Все сели к столу и стали пить кофе. Говорили мало. Дети вздыхали, уткнувшись в свои чашки, а то украдкой вынимали платки и всхлипывали. Андерс от кофе отказался, весь белый, он бродил по половичкам, от стола к окну, от окна к дверям. Глаза у него были совершенно сухие. Бабушка поймала его угасший взгляд, и кивнула ему, и чуть заметно улыбнулась. У него лицо даже не дрогнуло, но ее взгляда он вынести не мог.
Выпили кофе, и бабушка поднялась.
— Ну, мне пора домой. Вы уж, милые, к нам приезжайте. Больше дети не могли сдерживаться. У матери тоже на глаза выступили слезы, но она удержалась, не расплакалась.
— Да, мамочка, — говорила она. — Мы теперь часто будем наведываться, гораздо чаще.
— Вот и хорошо, что нас, стариков, не забываете.
Впервые к ним вплотную подобралась смерть, вошла в дом.

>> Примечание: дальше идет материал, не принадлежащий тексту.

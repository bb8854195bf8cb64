use base64::{Engine as _, engine::general_purpose::STANDARD};
use futures::future::join_all;
use image::{codecs::jpeg::JpegEncoder, imageops::FilterType};
use thiserror::Error;
use tracing::warn;

#[derive(Debug, Error)]
pub enum ImageError {
    #[error("could not decode image: {0}")]
    Decode(#[source] image::ImageError),
    #[error("could not encode image: {0}")]
    Encode(#[source] image::ImageError),
    #[error("image worker failed: {0}")]
    Worker(#[from] tokio::task::JoinError),
}

#[derive(Debug, Clone)]
pub struct UploadedImage {
    pub name: String,
    pub bytes: Vec<u8>,
}

#[derive(Debug, Clone, Copy)]
pub struct ImageOptions {
    pub max_width: u32,
    pub quality: u8,
}

impl Default for ImageOptions {
    fn default() -> Self {
        Self {
            max_width: 300,
            quality: 70,
        }
    }
}

/// Decodes `bytes`, shrinks it to `max_width` if wider, and re-encodes it as a
/// JPEG data URI.
pub fn downscale_to_data_uri(bytes: &[u8], options: ImageOptions) -> Result<String, ImageError> {
    let img = image::load_from_memory(bytes).map_err(ImageError::Decode)?;
    let img = if img.width() > options.max_width {
        img.resize(options.max_width, u32::MAX, FilterType::Triangle)
    } else {
        img
    };

    let rgb = img.to_rgb8();
    let mut encoded = Vec::new();
    JpegEncoder::new_with_quality(&mut encoded, options.quality)
        .encode_image(&rgb)
        .map_err(ImageError::Encode)?;

    Ok(format!("data:image/jpeg;base64,{}", STANDARD.encode(&encoded)))
}

/// Processes every image on the blocking pool at once. Results keep the order
/// of `files`, whatever order the workers finish in.
pub async fn process_batch(
    files: Vec<UploadedImage>,
    options: ImageOptions,
) -> Vec<(String, Result<String, ImageError>)> {
    let tasks = files.into_iter().map(|file| async move {
        let UploadedImage { name, bytes } = file;
        let result = tokio::task::spawn_blocking(move || downscale_to_data_uri(&bytes, options))
            .await
            .map_err(ImageError::from)
            .and_then(|result| result);
        if let Err(err) = &result {
            warn!(file = %name, "image processing failed: {err}");
        }
        (name, result)
    });
    join_all(tasks).await
}

/// Splits a `data:<mime>;base64,<payload>` URI.
pub fn split_data_uri(uri: &str) -> Option<(&str, &str)> {
    let (header, payload) = uri.split_once(',')?;
    let mime = header.strip_prefix("data:")?.split(';').next()?;
    if mime.is_empty() || payload.is_empty() {
        return None;
    }
    Some((mime, payload))
}

#[cfg(test)]
pub(crate) mod tests {
    use super::*;
    use image::{ImageBuffer, ImageFormat, Rgb};
    use std::io::Cursor;

    pub(crate) fn png_bytes(width: u32, height: u32) -> Vec<u8> {
        let img = ImageBuffer::from_pixel(width, height, Rgb([200u8, 40, 90]));
        let mut bytes = Cursor::new(Vec::new());
        img.write_to(&mut bytes, ImageFormat::Png).unwrap();
        bytes.into_inner()
    }

    fn decode_data_uri(uri: &str) -> image::DynamicImage {
        let (mime, payload) = split_data_uri(uri).unwrap();
        assert_eq!(mime, "image/jpeg");
        let bytes = STANDARD.decode(payload).unwrap();
        image::load_from_memory(&bytes).unwrap()
    }

    #[test]
    fn wide_images_are_scaled_to_max_width() {
        let uri = downscale_to_data_uri(&png_bytes(600, 200), ImageOptions::default()).unwrap();
        assert!(uri.starts_with("data:image/jpeg;base64,"));
        let img = decode_data_uri(&uri);
        assert_eq!(img.width(), 300);
        assert_eq!(img.height(), 100);
    }

    #[test]
    fn narrow_images_are_not_upscaled() {
        let uri = downscale_to_data_uri(&png_bytes(120, 80), ImageOptions::default()).unwrap();
        let img = decode_data_uri(&uri);
        assert_eq!((img.width(), img.height()), (120, 80));
    }

    #[test]
    fn garbage_is_a_decode_error() {
        let err = downscale_to_data_uri(b"definitely not an image", ImageOptions::default())
            .unwrap_err();
        assert!(matches!(err, ImageError::Decode(_)));
    }

    #[tokio::test]
    async fn batch_keeps_selection_order_and_isolates_failures() {
        let files = vec![
            UploadedImage { name: "a.png".into(), bytes: png_bytes(40, 40) },
            UploadedImage { name: "b.txt".into(), bytes: b"nope".to_vec() },
            UploadedImage { name: "c.png".into(), bytes: png_bytes(500, 50) },
        ];
        let results = process_batch(files, ImageOptions::default()).await;
        let names: Vec<_> = results.iter().map(|(name, _)| name.as_str()).collect();
        assert_eq!(names, ["a.png", "b.txt", "c.png"]);
        assert!(results[0].1.is_ok());
        assert!(results[1].1.is_err());
        assert_eq!(decode_data_uri(results[2].1.as_ref().unwrap()).width(), 300);
    }

    #[test]
    fn data_uri_parts() {
        assert_eq!(
            split_data_uri("data:image/png;base64,AAAA"),
            Some(("image/png", "AAAA"))
        );
        assert_eq!(split_data_uri("b64"), None);
        assert_eq!(split_data_uri("data:;base64,AAAA"), None);
        assert_eq!(split_data_uri("data:image/png;base64,"), None);
    }
}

Они чувствовали свою нерасторжимость, и не могли постичь, как кого-то заберут у них, отнимут навсегда. Вся горячая сила любви теперь выплеснулась наружу, заставив их еще острей понять, что все они — одно. И от этого было легче.
Только Андерс стоял вовне этого горячего, всех пронизавшего потока. Он проскользнул в другую комнату и оттуда смотрел на них сухими глазами. Дети трогали, оглаживали бабушку. Все, кроме него. Как будто он ее меньше любит!

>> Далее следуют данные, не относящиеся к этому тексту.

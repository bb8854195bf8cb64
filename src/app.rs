use crate::handlers;
use crate::pages;
use crate::state::AppState;
use axum::{
    Router,
    extract::DefaultBodyLimit,
    routing::{delete, get, post, put},
};

pub fn router(state: AppState) -> Router {
    let body_limit = state.config.max_upload_bytes;
    Router::new()
        .route("/", get(pages::index))
        .route("/days/:date/logs", post(pages::add_log))
        .route("/days/:date/logs/:id", post(pages::edit_log))
        .route("/days/:date/logs/:id/delete", post(pages::delete_log))
        .route("/days/:date/color", post(pages::set_color))
        .route("/days/:date/weight", post(pages::set_weight))
        .route("/days/:date/images", post(pages::add_images))
        .route("/days/:date/images/:index/delete", post(pages::delete_image))
        .route("/api/entries", get(handlers::get_entries))
        .route("/api/calendar", get(handlers::get_calendar))
        .route("/api/days/:date", get(handlers::get_day))
        .route("/api/days/:date/logs", post(handlers::add_log))
        .route(
            "/api/days/:date/logs/:id",
            put(handlers::edit_log).delete(handlers::delete_log),
        )
        .route("/api/days/:date/color", put(handlers::set_color))
        .route("/api/days/:date/weight", put(handlers::set_weight))
        .route("/api/days/:date/images", post(handlers::add_images))
        .route("/api/days/:date/images/:index", delete(handlers::delete_image))
        .route("/api/summary", post(handlers::summarize))
        .layer(DefaultBodyLimit::max(body_limit))
        .with_state(state)
}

— У меня еще в городе дел полно, — говорила бабушка, пока на ней завязывали сзади платок.
Ей надо было в скобяную лавку какие-то гайки купить для соломорезки. А еще Эмиль просил четвертушку табака взять у Лундгрена, он говорит, лучше этого табаку нет. Потом еще полкило кофе надо им повезти, а то на будущей неделе поросенка резать будут.
Мать взяла с нее слово, что, когда будут резать поросенка, она останется в доме, шутка ли, какой холод.

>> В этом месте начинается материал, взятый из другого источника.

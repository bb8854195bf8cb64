use crate::config::Config;
use crate::models::EntriesMap;
use crate::summary::GeminiClient;
use std::{
    collections::HashMap,
    sync::{Arc, Mutex as StdMutex},
};
use tokio::sync::Mutex;

#[derive(Clone)]
pub struct AppState {
    pub config: Arc<Config>,
    pub entries: Arc<Mutex<EntriesMap>>,
    pub uploads: UploadTracker,
    pub summarizer: Option<Arc<GeminiClient>>,
}

impl AppState {
    pub fn new(config: Config, entries: EntriesMap) -> Self {
        let summarizer = config
            .gemini
            .clone()
            .map(|gemini| Arc::new(GeminiClient::new(reqwest::Client::new(), gemini)));
        Self {
            config: Arc::new(config),
            entries: Arc::new(Mutex::new(entries)),
            uploads: UploadTracker::default(),
            summarizer,
        }
    }
}

/// Days with an image batch still being processed, counted per batch.
#[derive(Clone, Default)]
pub struct UploadTracker {
    pending: Arc<StdMutex<HashMap<String, usize>>>,
}

impl UploadTracker {
    pub fn begin(&self, date_key: &str) -> UploadGuard {
        self.with(|pending| *pending.entry(date_key.to_string()).or_insert(0) += 1);
        UploadGuard {
            tracker: self.clone(),
            date_key: date_key.to_string(),
        }
    }

    pub fn is_pending(&self, date_key: &str) -> bool {
        self.with(|pending| pending.contains_key(date_key))
    }

    fn with<T>(&self, f: impl FnOnce(&mut HashMap<String, usize>) -> T) -> T {
        let mut pending = self
            .pending
            .lock()
            .unwrap_or_else(|poisoned| poisoned.into_inner());
        f(&mut pending)
    }
}

pub struct UploadGuard {
    tracker: UploadTracker,
    date_key: String,
}

impl Drop for UploadGuard {
    fn drop(&mut self) {
        self.tracker.with(|pending| {
            if let Some(count) = pending.get_mut(&self.date_key) {
                *count -= 1;
                if *count == 0 {
                    pending.remove(&self.date_key);
                }
            }
        });
    }
}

— А как же, — сказала бабушка. — Обойдутся там без меня. Много ли от меня проку. Прямо и не знаю, — сказала она уже в дверях, — как они справляться будут, когда меня не станет. Чужие руки-то больно дороги.
Она завязала косынку, поправила ее на голове. — Ну ладно, пойду я. Спасибо вам, милые. И она ушла, унося молочное ведро.
* * *
Бабушка прожила еще год. Летом она помогала косить, помогала немного, когда жали рожь, а потом слегла. Они часто к ней заезжали, ненадолго, только взглянуть, как она, поздороваться. Андерс не ездил Он ссылался то на одно, то на другое, и его почти всегда оставляли дома. Иногда он все же ездил. Когда подходили ко двору, он бледнел. Когда входили к бабушке, он через силу протягивал ей руку. Смотреть на нее он не мог, во всяком случае, не мог смотреть ей в глаза. Остальные держались как обычно, вели себя так, будто ничего не случилось, только старались быть с ней предупредительней. Для него же она уже преобразилась, уже как умерла. Иногда она внимательно на него глядела. Уж верно думала, что он, оказывается, не так-то сильно к ней привязан.